Se effettuato correttamente, il test anticorpale è sia sensibile che specifico per la malattia di Lyme neurologica, mentre la sensibilità della PCR effettuata sul fluido cerebrospinale è del 5-17%, e peraltro essa non è sensibile neanche nel siero, per cui non è raccomandata.

I test anticorpali andrebbero effettuati in presenza di disturbi neurologici acuti come la meningite, radiculoneuriti dolorose, mononeuropatie multiple, evidenze di infiammazione della spina dorsale o del cervello o miocarditi o pericarditi acute di natura ignota nel contesto epidemiologico appropriato.

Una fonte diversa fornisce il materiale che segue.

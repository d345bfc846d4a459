//! Plain row-major 8-bit rasters.
//!
//! Owned types keep their pixels in a `Vec<u8>`; the `*View` types borrow
//! a slice. Zero width or height is a valid, empty raster.

/// Errors produced when wrapping a raw pixel buffer.
#[derive(thiserror::Error, Debug, Clone, PartialEq, Eq)]
pub enum RasterError {
    #[error("invalid raster buffer length (expected {expected} bytes, got {got})")]
    BufferLength { expected: usize, got: usize },

    #[error("invalid raster dimensions (width={width}, height={height}, channels={channels})")]
    Dimensions {
        width: usize,
        height: usize,
        channels: usize,
    },
}

fn expected_len(width: usize, height: usize, channels: usize) -> Result<usize, RasterError> {
    width
        .checked_mul(height)
        .and_then(|n| n.checked_mul(channels))
        .ok_or(RasterError::Dimensions {
            width,
            height,
            channels,
        })
}

fn check_len(
    width: usize,
    height: usize,
    channels: usize,
    got: usize,
) -> Result<(), RasterError> {
    let expected = expected_len(width, height, channels)?;
    if got != expected {
        return Err(RasterError::BufferLength { expected, got });
    }
    Ok(())
}

#[derive(Clone, Copy, Debug)]
pub struct GrayImageView<'a> {
    pub width: usize,
    pub height: usize,
    pub data: &'a [u8], // row-major, len = w*h
}

impl<'a> GrayImageView<'a> {
    pub fn new(width: usize, height: usize, data: &'a [u8]) -> Result<Self, RasterError> {
        check_len(width, height, 1, data.len())?;
        Ok(Self {
            width,
            height,
            data,
        })
    }

    #[inline]
    pub fn get(&self, x: usize, y: usize) -> u8 {
        self.data[y * self.width + x]
    }

    #[inline]
    pub fn row(&self, y: usize) -> &'a [u8] {
        let start = y * self.width;
        &self.data[start..start + self.width]
    }

    #[inline]
    pub fn is_empty(&self) -> bool {
        self.width == 0 || self.height == 0
    }
}

#[derive(Clone, Debug, PartialEq, Eq)]
pub struct GrayImage {
    pub width: usize,
    pub height: usize,
    pub data: Vec<u8>,
}

impl GrayImage {
    pub fn new(width: usize, height: usize, data: Vec<u8>) -> Result<Self, RasterError> {
        check_len(width, height, 1, data.len())?;
        Ok(Self {
            width,
            height,
            data,
        })
    }

    /// Raster of the given size with every pixel set to `value`.
    pub fn filled(width: usize, height: usize, value: u8) -> Result<Self, RasterError> {
        let len = expected_len(width, height, 1)?;
        Ok(Self {
            width,
            height,
            data: vec![value; len],
        })
    }

    pub fn view(&self) -> GrayImageView<'_> {
        GrayImageView {
            width: self.width,
            height: self.height,
            data: &self.data,
        }
    }

    #[inline]
    pub fn get(&self, x: usize, y: usize) -> u8 {
        self.data[y * self.width + x]
    }

    #[inline]
    pub fn is_empty(&self) -> bool {
        self.width == 0 || self.height == 0
    }
}

/// Borrowed three-channel raster. Channel order is irrelevant here; the
/// samples of a pixel are stored contiguously.
#[derive(Clone, Copy, Debug)]
pub struct RgbImageView<'a> {
    pub width: usize,
    pub height: usize,
    pub data: &'a [u8], // row-major, len = 3*w*h
}

impl<'a> RgbImageView<'a> {
    pub fn new(width: usize, height: usize, data: &'a [u8]) -> Result<Self, RasterError> {
        check_len(width, height, 3, data.len())?;
        Ok(Self {
            width,
            height,
            data,
        })
    }

    #[inline]
    pub fn get(&self, x: usize, y: usize) -> [u8; 3] {
        let i = 3 * (y * self.width + x);
        [self.data[i], self.data[i + 1], self.data[i + 2]]
    }

    #[inline]
    pub fn row(&self, y: usize) -> &'a [u8] {
        let stride = 3 * self.width;
        &self.data[y * stride..(y + 1) * stride]
    }

    #[inline]
    pub fn is_empty(&self) -> bool {
        self.width == 0 || self.height == 0
    }
}

#[derive(Clone, Debug, PartialEq, Eq)]
pub struct RgbImage {
    pub width: usize,
    pub height: usize,
    pub data: Vec<u8>,
}

impl RgbImage {
    pub fn new(width: usize, height: usize, data: Vec<u8>) -> Result<Self, RasterError> {
        check_len(width, height, 3, data.len())?;
        Ok(Self {
            width,
            height,
            data,
        })
    }

    /// Build a raster by evaluating `f(x, y)` for every pixel.
    pub fn from_fn(
        width: usize,
        height: usize,
        mut f: impl FnMut(usize, usize) -> [u8; 3],
    ) -> Result<Self, RasterError> {
        let mut data = Vec::with_capacity(expected_len(width, height, 3)?);
        for y in 0..height {
            for x in 0..width {
                data.extend_from_slice(&f(x, y));
            }
        }
        Ok(Self {
            width,
            height,
            data,
        })
    }

    pub fn view(&self) -> RgbImageView<'_> {
        RgbImageView {
            width: self.width,
            height: self.height,
            data: &self.data,
        }
    }

    #[inline]
    pub fn get(&self, x: usize, y: usize) -> [u8; 3] {
        self.view().get(x, y)
    }
}
use binarize::core::{init_with_level, OtsuParams};
use binarize::{compose_mosaic, convert, MosaicLayout};
use log::LevelFilter;

fn main() -> Result<(), Box<dyn std::error::Error>> {
    init_with_level(LevelFilter::Debug)?;

    let Some(path) = std::env::args().nth(1) else {
        eprintln!("Usage: binarize_steps <image_path> [mosaic_path]");
        return Ok(());
    };
    let out_path = std::env::args()
        .nth(2)
        .unwrap_or_else(|| "ResultingImage.png".to_string());

    let img = convert::load_rgb(&path)?;
    let out = convert::binarize_rgb(&img, &OtsuParams::default())?;
    println!(
        "threshold {} ({:?}, variance {:.2})",
        out.threshold.threshold, out.threshold.source, out.threshold.variance
    );

    let layout = MosaicLayout {
        max_columns: 2,
        ..MosaicLayout::default()
    };
    let mosaic = compose_mosaic(&[out.intensity, out.binary], &layout)?;
    mosaic.save(&out_path)?;
    println!("wrote {out_path}");
    Ok(())
}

I test invece non sono raccomandati nei pazienti con tipica SLA, sclerosi multipla recidivante-remittente, morbo di Parkinson, demenza o declino cognitivo, attacchi epilettici di nuova insorgenza, altre sindromi neurologiche oppure in mancanza di un’anamnesi epidemiologica che supporterebbe una diagnosi di malattia di Lyme, nonché nei pazienti con cardiomiopatie croniche di causa ignota.

I ricercatori infine raccomandano un impiego giudizioso dell’ECG per lo screening della cardite di Lyme, indicato soltanto nei pazienti con segni o sintomi di questa condizione.

In ogni caso, i pazienti a rischio di gravi complicazioni cardiache o che ne mostrano segni o sintomi dovrebbero essere ricoverati e monitorati mediante ECG.